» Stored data
● ● ● ●

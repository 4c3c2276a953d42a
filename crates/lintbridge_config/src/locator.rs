//! Resolution of file names referenced from rule configurations.

use std::io;
use std::path::{Component, Path, PathBuf};

/// Resolves a file name referenced by a rule module.
pub trait FileLocator {
    /// Returns the name the engine should use for `file_name`, or `None` if
    /// the file cannot be found.
    fn locate(&self, file_name: &str) -> io::Result<Option<String>>;
}

/// Project and module directories used to resolve relative file names.
///
/// Search order for a name that does not exist as given:
/// 1. the directory of the rule configuration file
/// 2. the module content roots
/// 3. the module directory
/// 4. the project directory
/// 5. the class path (returns the name unchanged)
#[derive(Debug, Clone, Default)]
pub struct ModuleContext {
    project_dir: Option<PathBuf>,
    module_dir: Option<PathBuf>,
    content_roots: Vec<PathBuf>,
    config_dir: Option<PathBuf>,
    class_path: Vec<PathBuf>,
}

impl ModuleContext {
    /// Creates a context rooted at a project directory.
    pub fn new(project_dir: impl Into<PathBuf>) -> Self {
        Self {
            project_dir: Some(project_dir.into()),
            ..Self::default()
        }
    }

    /// Sets the module directory.
    pub fn with_module_dir(mut self, dir: impl Into<PathBuf>) -> Self {
        self.module_dir = Some(dir.into());
        self
    }

    /// Adds a module content root.
    pub fn with_content_root(mut self, dir: impl Into<PathBuf>) -> Self {
        self.content_roots.push(dir.into());
        self
    }

    /// Sets the directory containing the rule configuration file.
    pub fn with_config_dir(mut self, dir: impl Into<PathBuf>) -> Self {
        self.config_dir = Some(dir.into());
        self
    }

    /// Adds a class path directory.
    pub fn with_class_path(mut self, dir: impl Into<PathBuf>) -> Self {
        self.class_path.push(dir.into());
        self
    }

    /// Project directory, if known.
    pub fn project_dir(&self) -> Option<&Path> {
        self.project_dir.as_deref()
    }

    /// Module directory, if known.
    pub fn module_dir(&self) -> Option<&Path> {
        self.module_dir.as_deref()
    }

    /// Directory of the rule configuration file, if known.
    pub fn config_dir(&self) -> Option<&Path> {
        self.config_dir.as_deref()
    }

    /// Class path directories.
    pub fn class_path(&self) -> &[PathBuf] {
        &self.class_path
    }

    fn search_dirs(&self) -> impl Iterator<Item = &Path> {
        self.config_dir
            .iter()
            .chain(self.content_roots.iter())
            .chain(self.module_dir.iter())
            .chain(self.project_dir.iter())
            .map(PathBuf::as_path)
    }

    fn on_class_path(&self, file_name: &str) -> io::Result<bool> {
        let relative = file_name.strip_prefix('/').unwrap_or(file_name);
        for dir in &self.class_path {
            if dir.join(relative).try_exists()? {
                return Ok(true);
            }
        }
        Ok(false)
    }
}

impl FileLocator for ModuleContext {
    fn locate(&self, file_name: &str) -> io::Result<Option<String>> {
        if Path::new(file_name).try_exists()? {
            return Ok(Some(file_name.to_string()));
        }

        let lower = file_name.to_ascii_lowercase();
        if file_name.trim().is_empty() || lower.starts_with("http://") || lower.starts_with("https://") {
            return Ok(Some(file_name.to_string()));
        }

        for dir in self.search_dirs() {
            let candidate = dir.join(file_name);
            if candidate.try_exists()? {
                let absolute = absolute_normalized(&candidate)?;
                return Ok(Some(absolute.to_string_lossy().into_owned()));
            }
        }

        if self.on_class_path(file_name)? {
            return Ok(Some(file_name.to_string()));
        }

        Ok(None)
    }
}

/// Removes `.` and `..` components without touching the file system.
///
/// A `..` that would climb above the root or the start of a relative path is
/// kept.
pub fn normalize_path(path: &Path) -> PathBuf {
    let mut normalized = PathBuf::new();
    for component in path.components() {
        match component {
            Component::CurDir => {}
            Component::ParentDir => match normalized.components().next_back() {
                Some(Component::Normal(_)) => {
                    normalized.pop();
                }
                Some(Component::RootDir | Component::Prefix(_)) => {}
                _ => normalized.push(".."),
            },
            other => normalized.push(other.as_os_str()),
        }
    }
    normalized
}

/// Makes `path` absolute against the working directory and normalizes it.
pub fn absolute_normalized(path: &Path) -> io::Result<PathBuf> {
    Ok(normalize_path(&std::path::absolute(path)?))
}

#[cfg(test)]
mod tests {
    use super::*;
    use pretty_assertions::assert_eq;
    use rstest::rstest;
    use std::fs;
    use tempfile::tempdir;

    #[rstest]
    #[case("/a/b/../c", "/a/c")]
    #[case("/a/./b/", "/a/b")]
    #[case("/..", "/")]
    #[case("a/../../b", "../b")]
    #[case("./a", "a")]
    fn test_normalize_path(#[case] input: &str, #[case] expected: &str) {
        assert_eq!(normalize_path(Path::new(input)), PathBuf::from(expected));
    }

    #[rstest]
    #[case::blank("   ")]
    #[case::http("http://example.com/suppressions.xml")]
    #[case::https("HTTPS://example.com/suppressions.xml")]
    fn test_passes_through_unresolvable_names(#[case] name: &str) {
        let dir = tempdir().unwrap();
        let context = ModuleContext::new(dir.path());
        assert_eq!(context.locate(name).unwrap(), Some(name.to_string()));
    }

    #[test]
    fn test_existing_name_is_returned_unchanged() {
        let dir = tempdir().unwrap();
        let file = dir.path().join("header.txt");
        fs::write(&file, "// header").unwrap();

        let name = file.to_string_lossy().into_owned();
        let context = ModuleContext::default();
        assert_eq!(context.locate(&name).unwrap(), Some(name));
    }

    #[test]
    fn test_config_dir_wins_over_project_dir() {
        let dir = tempdir().unwrap();
        let config_dir = dir.path().join("rules");
        fs::create_dir_all(&config_dir).unwrap();
        fs::write(config_dir.join("suppressions.xml"), "").unwrap();
        fs::write(dir.path().join("suppressions.xml"), "").unwrap();

        let context = ModuleContext::new(dir.path()).with_config_dir(&config_dir);
        let located = context.locate("suppressions.xml").unwrap().unwrap();
        assert_eq!(
            PathBuf::from(located),
            normalize_path(&config_dir.join("suppressions.xml"))
        );
    }

    #[test]
    fn test_search_order_content_roots_then_module_then_project() {
        let dir = tempdir().unwrap();
        let root = dir.path().join("root");
        let module = dir.path().join("module");
        fs::create_dir_all(&root).unwrap();
        fs::create_dir_all(&module).unwrap();
        fs::write(module.join("import-control.xml"), "").unwrap();
        fs::write(dir.path().join("import-control.xml"), "").unwrap();

        let context = ModuleContext::new(dir.path())
            .with_content_root(&root)
            .with_module_dir(&module);
        let located = context.locate("import-control.xml").unwrap().unwrap();
        assert_eq!(PathBuf::from(located), module.join("import-control.xml"));

        fs::write(root.join("import-control.xml"), "").unwrap();
        let located = context.locate("import-control.xml").unwrap().unwrap();
        assert_eq!(PathBuf::from(located), root.join("import-control.xml"));
    }

    #[test]
    fn test_parent_relative_name_is_normalized() {
        let dir = tempdir().unwrap();
        let module = dir.path().join("app");
        let shared = dir.path().join("shared");
        fs::create_dir_all(&module).unwrap();
        fs::create_dir_all(&shared).unwrap();
        fs::write(shared.join("suppressions.xml"), "").unwrap();

        let context = ModuleContext::new(dir.path().join("elsewhere")).with_module_dir(&module);
        let located = context.locate("../shared/suppressions.xml").unwrap().unwrap();
        assert_eq!(PathBuf::from(&located), shared.join("suppressions.xml"));
        assert!(Path::new(&located).is_absolute());
    }

    #[test]
    fn test_class_path_returns_raw_name() {
        let dir = tempdir().unwrap();
        let class_path = dir.path().join("classes");
        fs::create_dir_all(class_path.join("config")).unwrap();
        fs::write(class_path.join("config/header.txt"), "").unwrap();

        let context = ModuleContext::new(dir.path()).with_class_path(&class_path);
        assert_eq!(
            context.locate("/config/header.txt").unwrap(),
            Some("/config/header.txt".to_string())
        );
    }

    #[test]
    fn test_missing_file_is_none() {
        let dir = tempdir().unwrap();
        let context = ModuleContext::new(dir.path());
        assert_eq!(context.locate("missing.xml").unwrap(), None);
    }
}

● ● ● ●

» Task requirements
Give the exact lines, and only those, from the line containing "let absolute = absolute_normalized(&candidate)?;" through the line containing "pub fn absolute_normalized(path: &Path)" in the entries above.

» Response to this exercise
                let absolute = absolute_normalized(&candidate)?;
                return Ok(Some(absolute.to_string_lossy().into_owned()));
            }
        }

        if self.on_class_path(file_name)? {
            return Ok(Some(file_name.to_string()));
        }

        Ok(None)
    }
}

/// Removes `.` and `..` components without touching the file system.
///
/// A `..` that would climb above the root or the start of a relative path is
/// kept.
pub fn normalize_path(path: &Path) -> PathBuf {
    let mut normalized = PathBuf::new();
    for component in path.components() {
        match component {
            Component::CurDir => {}
            Component::ParentDir => match normalized.components().next_back() {
                Some(Component::Normal(_)) => {
                    normalized.pop();
                }
                Some(Component::RootDir | Component::Prefix(_)) => {}
                _ => normalized.push(".."),
            },
            other => normalized.push(other.as_os_str()),
        }
    }
    normalized
}

/// Makes `path` absolute against the working directory and normalizes it.
pub fn absolute_normalized(path: &Path) -> io::Result<PathBuf> {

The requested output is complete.